O Conselho de Segurança da Organização das Nações Unidas (ONU) realizou uma reunião de emergência neste sábado (28), após uma série de ataques lançados por Estados Unidos e Israel contra o Irã. O encontro, marcado por forte tensão diplomática, expôs profundas divisões entre as potências globais e intensificou os apelos pela desescalada, diante do temor de uma ampliação do conflito no Oriente Médio. A pauta da reunião ganhou urgência após o Irã retaliar as ações militares, atacando bases americanas na região.
Apelo Urgente da ONU por Desescalada
O Secretário-Geral da ONU, Antonio Guterres, expressou profunda preocupação com a situação, lamentando a perda de pelo menos um civil e o impacto sobre populações no Iraque. Guterres revelou que os ataques ocorreram em meio a conversas indiretas entre Israel e Irã, que visavam preparar reuniões técnicas na próxima semana. “Lamento profundamente que essa oportunidade de diplomacia tenha sido perdida”, declarou.
Ele fez um apelo veemente pela interrupção imediata dos ataques e pela retomada das negociações, ressaltando as “grandes consequências para civis” das ações militares e a necessidade de todos os Estados respeitarem o direito internacional e a segurança nuclear. Guterres também manteve contato com líderes regionais, como Arábia Saudita, Catar e Emirados Árabes Unidos, para conter a escalada de tensões.

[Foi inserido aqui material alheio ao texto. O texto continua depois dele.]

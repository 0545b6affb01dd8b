use std::fmt;

use thiserror::Error;
use vulkano::{
    instance::{debug::DebugUtilsMessengerCreationError, InstanceCreationError},
    library::LoadingError,
    swapchain::SurfaceCreationError,
    OomError,
};
use winit::error::OsError;

/// Anything that can stop the bootstrap from coming up. All of these are
/// fatal: the entry point logs them and exits with status 1.
#[derive(Debug, Error)]
pub enum BootstrapError {
    #[error("could not load vulkan library: {0}")]
    LibraryLoad(#[from] LoadingError),
    #[error("could not enumerate instance layers: {0}")]
    LayerQuery(#[from] OomError),
    #[error("could not get required extensions, missing: {0:?}")]
    MissingExtensions(Vec<&'static str>),
    #[error("could not init windowing subsystem: {0}")]
    EventLoop(String),
    #[error("could not create window: {0}")]
    WindowCreation(#[from] OsError),
    #[error("could not create vulkan instance: {0}{}", result_suffix(.0))]
    InstanceCreation(#[from] InstanceCreationError),
    #[error("could not set up debug messenger: {0}")]
    DebugMessenger(#[from] DebugUtilsMessengerCreationError),
    #[error("could not create surface: {0}")]
    SurfaceCreation(#[from] SurfaceCreationError),
}

/// The numeric `VkResult` behind an error together with its symbolic name.
#[derive(Debug, Clone, Copy, PartialEq, Eq)]
pub struct VkResultCode {
    pub code: i32,
    pub name: &'static str,
}

impl VkResultCode {
    const fn new(code: i32, name: &'static str) -> Self {
        Self { code, name }
    }

    /// Maps an instance creation failure back to the `VkResult` the driver
    /// returned. Validation failures raised by vulkano itself have none.
    pub fn from_instance_error(err: &InstanceCreationError) -> Option<Self> {
        match err {
            InstanceCreationError::OomError(OomError::OutOfHostMemory) => {
                Some(Self::new(-1, "VK_ERROR_OUT_OF_HOST_MEMORY"))
            }
            InstanceCreationError::OomError(OomError::OutOfDeviceMemory) => {
                Some(Self::new(-2, "VK_ERROR_OUT_OF_DEVICE_MEMORY"))
            }
            InstanceCreationError::InitializationFailed => {
                Some(Self::new(-3, "VK_ERROR_INITIALIZATION_FAILED"))
            }
            InstanceCreationError::LayerNotPresent => {
                Some(Self::new(-6, "VK_ERROR_LAYER_NOT_PRESENT"))
            }
            InstanceCreationError::ExtensionNotPresent => {
                Some(Self::new(-7, "VK_ERROR_EXTENSION_NOT_PRESENT"))
            }
            InstanceCreationError::IncompatibleDriver => {
                Some(Self::new(-9, "VK_ERROR_INCOMPATIBLE_DRIVER"))
            }
            _ => None,
        }
    }
}

impl fmt::Display for VkResultCode {
    fn fmt(&self, f: &mut fmt::Formatter<'_>) -> fmt::Result {
        write!(f, "{} -> {}", self.code, self.name)
    }
}

fn result_suffix(err: &InstanceCreationError) -> String {
    match VkResultCode::from_instance_error(err) {
        Some(code) => format!(" (result: {code})"),
        None => String::new(),
    }
}
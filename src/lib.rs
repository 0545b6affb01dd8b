//! Window, Vulkan instance, optional validation messenger and surface,
//! brought up in order and torn down in reverse.

#![deny(unsafe_op_in_unsafe_fn)]
#![warn(clippy::undocumented_unsafe_blocks)]

pub mod config;
pub mod debug;
pub mod error;
pub mod event_loop;
pub mod instance;
pub mod lifecycle;
pub mod setup;
pub mod window;

pub use config::AppConfig;
pub use error::BootstrapError;
pub use setup::Bootstrap;
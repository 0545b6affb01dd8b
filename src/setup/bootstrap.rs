use std::sync::Arc;

use vulkano::{
    instance::{debug::DebugUtilsMessenger, Instance},
    swapchain::Surface,
    VulkanLibrary,
};
use winit::{
    event_loop::{ControlFlow, EventLoop},
    platform::run_return::EventLoopExtRunReturn,
    window::Window,
};

use crate::config::AppConfig;
use crate::debug;
use crate::error::BootstrapError;
use crate::event_loop::{classify, LoopControl, QuitSignal};
use crate::lifecycle::{Ledger, Resource};

/// Window, instance, optional debug messenger and surface, acquired in that
/// order and released in the reverse one.
///
/// Every handle sits in an `Option` slot and every acquisition is entered
/// into a [`Ledger`]. Teardown, whether through [`shutdown`](Self::shutdown)
/// or `Drop`, pops the ledger and empties the matching slot, so a partially
/// built bootstrap unwinds just as cleanly as a complete one.
pub struct Bootstrap {
    config: AppConfig,
    event_loop: Option<EventLoop<()>>,
    window: Option<Arc<Window>>,
    instance: Option<Arc<Instance>>,
    debug_messenger: Option<DebugUtilsMessenger>,
    surface: Option<Arc<Surface>>,
    diagnostics_enabled: bool,
    ledger: Ledger,
    quit: QuitSignal,
}

impl Bootstrap {
    pub fn new(config: AppConfig) -> Result<Self, BootstrapError> {
        let mut bootstrap = Self::unstarted(config);
        bootstrap.init_window()?;
        bootstrap.init_instance()?;
        bootstrap.init_debug_messenger()?;
        bootstrap.init_surface()?;
        Ok(bootstrap)
    }

    fn unstarted(config: AppConfig) -> Self {
        Self {
            config,
            event_loop: None,
            window: None,
            instance: None,
            debug_messenger: None,
            surface: None,
            diagnostics_enabled: false,
            ledger: Ledger::new(),
            quit: QuitSignal::default(),
        }
    }

    fn record(&mut self, resource: Resource) {
        let fresh = self.ledger.acquire(resource);
        debug_assert!(fresh, "{resource} acquired twice");
        tracing::debug!("acquired {}", resource);
    }

    fn init_window(&mut self) -> Result<(), BootstrapError> {
        let event_loop = crate::window::event_loop()?;
        let window = crate::window::window_for_config(&event_loop, &self.config);
        self.event_loop = Some(event_loop);
        self.record(Resource::EventLoop);

        let window = window?;
        tracing::info!(
            "created window \"{}\" ({}x{})",
            self.config.title,
            self.config.width,
            self.config.height
        );
        self.window = Some(window);
        self.record(Resource::Window);
        Ok(())
    }

    fn init_instance(&mut self) -> Result<(), BootstrapError> {
        let library = VulkanLibrary::new()?;
        let request = crate::instance::instance_request(&library, &self.config)?;
        let instance = crate::instance::instance_for_window(library, &self.config, &request)?;
        tracing::info!(
            "created vulkan instance, api {}, {} layer(s) enabled",
            instance.api_version(),
            instance.enabled_layers().len()
        );
        self.instance = Some(instance);
        self.record(Resource::Instance);
        Ok(())
    }

    /// Attaches the long-lived messenger if the instance came up with debug
    /// utils. Without them this is a no-op and diagnostics stay off.
    fn init_debug_messenger(&mut self) -> Result<(), BootstrapError> {
        let Some(instance) = self.instance.clone() else {
            return Ok(());
        };
        if !instance.enabled_extensions().ext_debug_utils {
            self.diagnostics_enabled = false;
            return Ok(());
        }

        //SAFETY: the callback only formats and logs, it never calls back into
        //Vulkan
        let messenger =
            unsafe { DebugUtilsMessenger::new(instance, debug::messenger_create_info()) }?;
        self.debug_messenger = Some(messenger);
        self.diagnostics_enabled = true;
        self.record(Resource::DebugMessenger);
        Ok(())
    }

    fn init_surface(&mut self) -> Result<(), BootstrapError> {
        let (Some(window), Some(instance)) = (self.window.clone(), self.instance.clone()) else {
            return Ok(());
        };
        let surface = crate::window::surface_for_window(window, instance)?;
        self.surface = Some(surface);
        self.record(Resource::Surface);
        Ok(())
    }

    /// Polls without blocking until the window is asked to close.
    pub fn run(&mut self) {
        let Self {
            event_loop, quit, ..
        } = self;
        let Some(event_loop) = event_loop.as_mut() else {
            return;
        };

        event_loop.run_return(|event, _, control_flow| {
            *control_flow = ControlFlow::Poll;
            if quit.observe(classify(&event)) == LoopControl::Exit {
                *control_flow = ControlFlow::Exit;
            }
        });
        tracing::info!("quit requested");
    }

    /// Releases everything still held and reports the order it went in.
    /// The `Drop` that follows finds an empty ledger.
    pub fn shutdown(mut self) -> Vec<Resource> {
        self.release_all()
    }

    /// Empties the ledger, most recent acquisition first, and returns what
    /// was released in the order it went.
    fn release_all(&mut self) -> Vec<Resource> {
        let mut released = Vec::new();
        while let Some(resource) = self.ledger.release_next() {
            self.release(resource);
            released.push(resource);
        }
        released
    }

    fn release(&mut self, resource: Resource) {
        let released = match resource {
            Resource::Surface => self.surface.take().is_some(),
            Resource::DebugMessenger => self.debug_messenger.take().is_some(),
            Resource::Instance => self.instance.take().is_some(),
            Resource::Window => self.window.take().is_some(),
            Resource::EventLoop => self.event_loop.take().is_some(),
        };
        if released {
            tracing::debug!("released {}", resource);
        } else {
            tracing::warn!("{} was recorded but its slot is empty", resource);
        }
    }

    pub fn config(&self) -> &AppConfig {
        &self.config
    }

    pub fn diagnostics_enabled(&self) -> bool {
        self.diagnostics_enabled
    }

    pub fn quit_requested(&self) -> bool {
        self.quit.is_requested()
    }
}

impl Drop for Bootstrap {
    fn drop(&mut self) {
        self.release_all();
    }
}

EUA Justificam Ataques e Acusam Irã de Desestabilização
Em um posicionamento firme, o embaixador dos Estados Unidos no Conselho, Mike Waltz, defendeu as ações americanas e acusou o governo iraniano de “desestabilizar o mundo”. Waltz listou uma série de ações iranianas, incluindo o financiamento de organizações classificadas como terroristas, como o Hamas, apoio a ataques contra tropas no Iraque, sequestros de cidadãos americanos e ataques a navios, afirmando que “nenhuma nação responsável pode ignorar esse histórico”.
O diplomata lembrou as resoluções do Conselho de Segurança desde 2006 que exigiam a suspensão das atividades nucleares iranianas, impondo sanções e restrições. Ele argumentou que tentativas diplomáticas anteriores, conduzidas pelo ex-presidente Donald Trump, não obtiveram resposta efetiva do Irã, e que “quando não há parceria para a paz, é impossível que a paz aconteça”. Para Waltz, os ataques iranianos contra bases em países como Kuwait, Emirados Árabes Unidos e Jordânia reforçam a necessidade da ação militar, garantindo que a segurança dos aliados dos EUA “não é condicional”.
França Alerta para Risco de Conflito Generalizado
Representando a França, o embaixador Jerome Bonnafont reforçou a gravidade da crise, alertando que a região “precisa de paz” e que uma nova guerra poderia “sair do controle”. Bonnafont instou o Irã a respeitar suas obrigações internacionais, mas enfatizou que a escalada é perigosa para todos e deve cessar imediatamente. A França condenou os ataques que atingiram diversos países da região e sublinhou a importância de proteger a população civil, não apenas em Irã e Israel, mas também nas nações vizinhas afetadas.
O embaixador também mencionou que, apesar dos esforços diplomáticos anteriores, o Irã não conseguiu concluir um acordo sobre seu programa nuclear, citando dificuldades de acesso da agência internacional e o início de procedimentos de sanções em agosto devido às preocupações com os compromissos nucleares do país.
Cenário de Tensão e Risco Regional
A reunião do Conselho de Segurança da ONU refletiu um cenário de forte tensão diplomática, com a principal preocupação manifestada pelos representantes sendo evitar que o confronto atual se transforme em um conflito regional de proporções ainda maiores. Os ataques de Estados Unidos e Israel ao Irã, seguidos pela retaliação iraniana contra bases americanas em países como Bahrein, Catar e Emirados Árabes Unidos, criaram um ciclo de violência que ameaça a estabilidade internacional e a segurança dos civis em toda a região.